Dwarf hair grass (attempting to carpet)
Cryptocoryne Willsii (hortilab)
Anubias golden nana (doing ok)
Hygrophila polysperma 'Rosanervig' (nice pink tips to the plant, seems to be doing ok)
Echinodorus Tricolor (new in tank 2 days ago, so far so good)
Hygrophila Siamensis 53B (melted, I did trim it a bit much in the first week though)


----------



## wijnands (4 Apr 2016)

I've used this tank for a long time. Low light and the spread of the light is also an issue.  I got some reflective polycarbonate from the hobby shop and lined the hood with it which helped some. 
Even then I had the most success with low light plants.  Anubias did amazingly well  as did Hygrophilia.  In the center of the tank pogestemon helferi did very nicely. After some struggles I also got a smaller crypt to do well.


----------



## richard brown (4 Apr 2016)

I have got the juwel reflector fitted, thinking of buying this: http://www.aquariumgardens.co.uk/t5-aquarium-lighting-60cm---two-tubes-370-p.asp later this year.

I forgot to say I have some christmas moss in there too that is surviving but is not exactly growing much and has brown patches.

The siamensis 53B was in the back left of the aquarium so that could explain why it did not do well, the other hygro is more central.

Edit: If I got that light, re-did the substrate using tropica aquarium soil powder, add the plugs as I add the substrate instead of after and keep using the tnc ferts and liquid carbon will I be able to grow most plants apart from vali?


----------



## wijnands (4 Apr 2016)

I've found that in these setups it's not necessarily nutrients but mainly light that's the issue. I did this on ordinary gravel and a thin layer of tetra soil under it. Bit of general purpose mix weekly and easy carbo:


----------



## richard brown (4 Apr 2016)

Thats very nice and I am jeleous now ^^ lol

If I am honest apart from the moss the plants I have are doing ok now, just felt I had to be doing something wrong for the hygro to melt.


----------



## wijnands (4 Apr 2016)

I think you have to be realistic. It's a very basic tank and, at least that's my impression,  you seem to be a beginner. It's unrealistic to expect the stunning high energy landscapes some people here show us.

It is perfectly possible to do a nicely planted tank or a biotope in one of these but award winning aquascapes require more equipment


----------



## alto (4 Apr 2016)

richard brown said:


> If I got that light, re-did the substrate using tropica aquarium soil powder, add the plugs as I add the substrate instead of after and keep using the tnc ferts and liquid carbon will I be able to grow most plants apart from vali?
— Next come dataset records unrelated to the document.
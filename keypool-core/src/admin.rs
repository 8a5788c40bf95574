//! Operator-facing view of the active-key cache.

use serde::Serialize;

use crate::cache::{CacheStats, CacheStatus};
use crate::error::Error;
use crate::pool::KeyPool;

#[derive(Clone, Debug, PartialEq, Serialize)]
pub struct CacheStatusReport {
    pub status: CacheStatus,
    pub cached_count: usize,
    pub actual_count: usize,
    /// `false` when the counts differ or the key record store could not be asked
    pub accuracy: bool,
    pub ttl_seconds: f64,
    /// The last reload failed and an older set is being served
    pub degraded: bool,
    pub stats: CacheStats,
}

#[derive(Clone, Copy, Debug, PartialEq, Eq, Serialize)]
pub struct CacheRefreshReport {
    pub cached_keys_count: usize,
}

impl KeyPool {
    pub async fn get_cache_status(&self) -> Result<CacheStatusReport, Error> {
        let cache = self.active_keys();
        // Read before the accuracy check, which does not count as a cache read
        let status = cache.status()?;
        let (cached_count, actual_count, accuracy) = match cache.check_accuracy().await {
            Ok(check) => (check.cached_count, check.actual_count, check.accurate),
            Err(e) => {
                tracing::warn!("Could not verify active key cache accuracy: {e}");
                let cached_count = cache.cached_count()?;
                let actual_count = cache
                    .last_accuracy()?
                    .map(|check| check.actual_count)
                    .unwrap_or(cached_count);
                (cached_count, actual_count, false)
            }
        };
        Ok(CacheStatusReport {
            status,
            cached_count,
            actual_count,
            accuracy,
            ttl_seconds: cache.ttl().as_secs_f64(),
            degraded: cache.is_degraded()?,
            stats: cache.stats(),
        })
    }

    /// Forces the next read of the active set and of every bucket level to go to the stores.
    pub fn invalidate_cache(&self) -> Result<(), Error> {
        self.active_keys().invalidate()?;
        self.buckets().snapshots().invalidate_all();
        tracing::info!("Invalidated key caches");
        Ok(())
    }

    pub async fn refresh_cache(&self) -> Result<CacheRefreshReport, Error> {
        let keys = self.active_keys().refresh().await?;
        tracing::info!(cached_keys_count = keys.len(), "Refreshed active key cache");
        Ok(CacheRefreshReport {
            cached_keys_count: keys.len(),
        })
    }

    pub fn reset_statistics(&self) {
        self.active_keys().reset_statistics();
    }
}
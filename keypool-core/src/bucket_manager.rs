//! Bucket lifecycle: lazy creation from tier defaults, eviction, batch reads and
//! administrative reconfiguration.

use std::collections::HashMap;
use std::future::Future;
use std::sync::Arc;
use std::time::Duration;

use arc_swap::ArcSwap;
use futures::{FutureExt, StreamExt};
use moka::sync::Cache;
use serde::Serialize;
use tokio::time::timeout;
use tracing::instrument;

use crate::bucket::{BucketParams, BucketSnapshot, KeyId, requested_milli};
use crate::cache::SnapshotCache;
use crate::config::{CacheConfig, Config, EvictionConfig, PriorityTier, TierConfig, TierTable};
use crate::db::{
    BucketPeek, BucketQueries, ConfigureMode, ConsumeReceipt, ConsumeRequest, EvictionReport,
    KeyRecordQueries, PeekRequest, ScanPage,
};
use crate::error::{Error, ErrorDetails};

/// Number of buckets read per page when walking the whole keyspace.
const SCAN_PAGE_SIZE: usize = 100;
/// Maximum number of concurrent store calls when reconfiguring a whole tier.
const RECONFIGURE_CONCURRENCY: usize = 16;

/// Health of a single bucket as reported to operators.
#[derive(Clone, Copy, Debug, PartialEq, Eq, Serialize)]
#[serde(rename_all = "snake_case")]
pub enum BucketHealth {
    Healthy,
    Depleted,
}

#[derive(Clone, Debug, PartialEq, Serialize)]
pub struct BucketStatus {
    #[serde(flatten)]
    pub snapshot: BucketSnapshot,
    pub tier: PriorityTier,
    pub utilization_percent: f64,
    pub status: BucketHealth,
}

impl BucketStatus {
    fn new(snapshot: BucketSnapshot, tier: PriorityTier) -> Self {
        Self {
            utilization_percent: snapshot.utilization_percent(),
            status: if snapshot.is_depleted() {
                BucketHealth::Depleted
            } else {
                BucketHealth::Healthy
            },
            snapshot,
            tier,
        }
    }
}
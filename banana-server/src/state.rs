//! Application State
//!
//! Holds shared state for the server: the startup configuration snapshot and
//! the upstream clients. Everything is request-independent and immutable.

use std::sync::Arc;

use anyhow::Result;
use axum::http::HeaderMap;
use url::Url;

use banana_core::config::AppConfig;
use banana_core::origin::{resolve_origin, OriginHints};
use banana_core::upstream::{CreemClient, OpenRouterClient, SupabaseAuthClient};

/// Shared application state
#[derive(Clone)]
pub struct AppState {
    pub inner: Arc<AppStateInner>,
}

pub struct AppStateInner {
    pub config: AppConfig,
    pub openrouter: OpenRouterClient,
    pub creem: CreemClient,
    pub auth: SupabaseAuthClient,
    /// Stand-in for "the request URL's own origin", derived from the bound
    /// address. Used when no usable host information arrives in headers.
    pub fallback_origin: Url,
}

impl AppState {
    pub fn new(config: AppConfig, fallback_origin: Url) -> Result<Self> {
        // Backstop timeout above every per-request timeout in the clients.
        let http = banana_core::http::create_client(120).map_err(|e| anyhow::anyhow!(e))?;

        Ok(Self {
            inner: Arc::new(AppStateInner {
                openrouter: OpenRouterClient::new(http.clone(), config.openrouter.clone()),
                creem: CreemClient::new(http.clone(), config.creem.clone()),
                auth: SupabaseAuthClient::new(http, config.supabase.clone()),
                config,
                fallback_origin,
            }),
        })
    }

    /// Canonical external origin for the given request's headers.
    pub fn request_origin(&self, headers: &HeaderMap) -> String {
        let hints = origin_hints(headers);
        resolve_origin(&hints, &self.inner.fallback_origin, &self.inner.config.site)
    }
}

fn header_string(headers: &HeaderMap, name: &str) -> Option<String> {
    headers.get(name).and_then(|v| v.to_str().ok()).map(str::to_string)
}

pub fn origin_hints(headers: &HeaderMap) -> OriginHints {
    OriginHints {
        host: header_string(headers, "host"),
        forwarded_host: header_string(headers, "x-forwarded-host"),
        forwarded_proto: header_string(headers, "x-forwarded-proto"),
        origin: header_string(headers, "origin"),
        referer: header_string(headers, "referer"),
    }
}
"most" plants do better with compressed gas CO2 rather than the liquid carbon (which is really just a small organic molecule with a "reactive" site) - the latter is taken up by plants through a very different mechanism than CO2, while some plants are quite good at utilizing this as a carbon source, others just don't.

If you add considerable amounts of hardscape you may find that flow is an issue ... if you begin upgrading everything, investment will be significant so consider if you want to just plan on a complete new system or make the Rekord work 

This is an older journal from Troi    Low-tech aquarium 

If you put "Rekord" into _Search_ over in Journals, then select "Search this forum only" & "Display results as thread" you'll get back a reasonable # of "Hits" to go through


----------



## richard brown (4 Apr 2016)

I cannot replace the tank outright, also gas co2 is a no option as I have a very curious 3 year old in same room most days.

I will stick with what tropica describe as easy plants, get the light and make do best I can, hopefully this will help the grass carpet at least.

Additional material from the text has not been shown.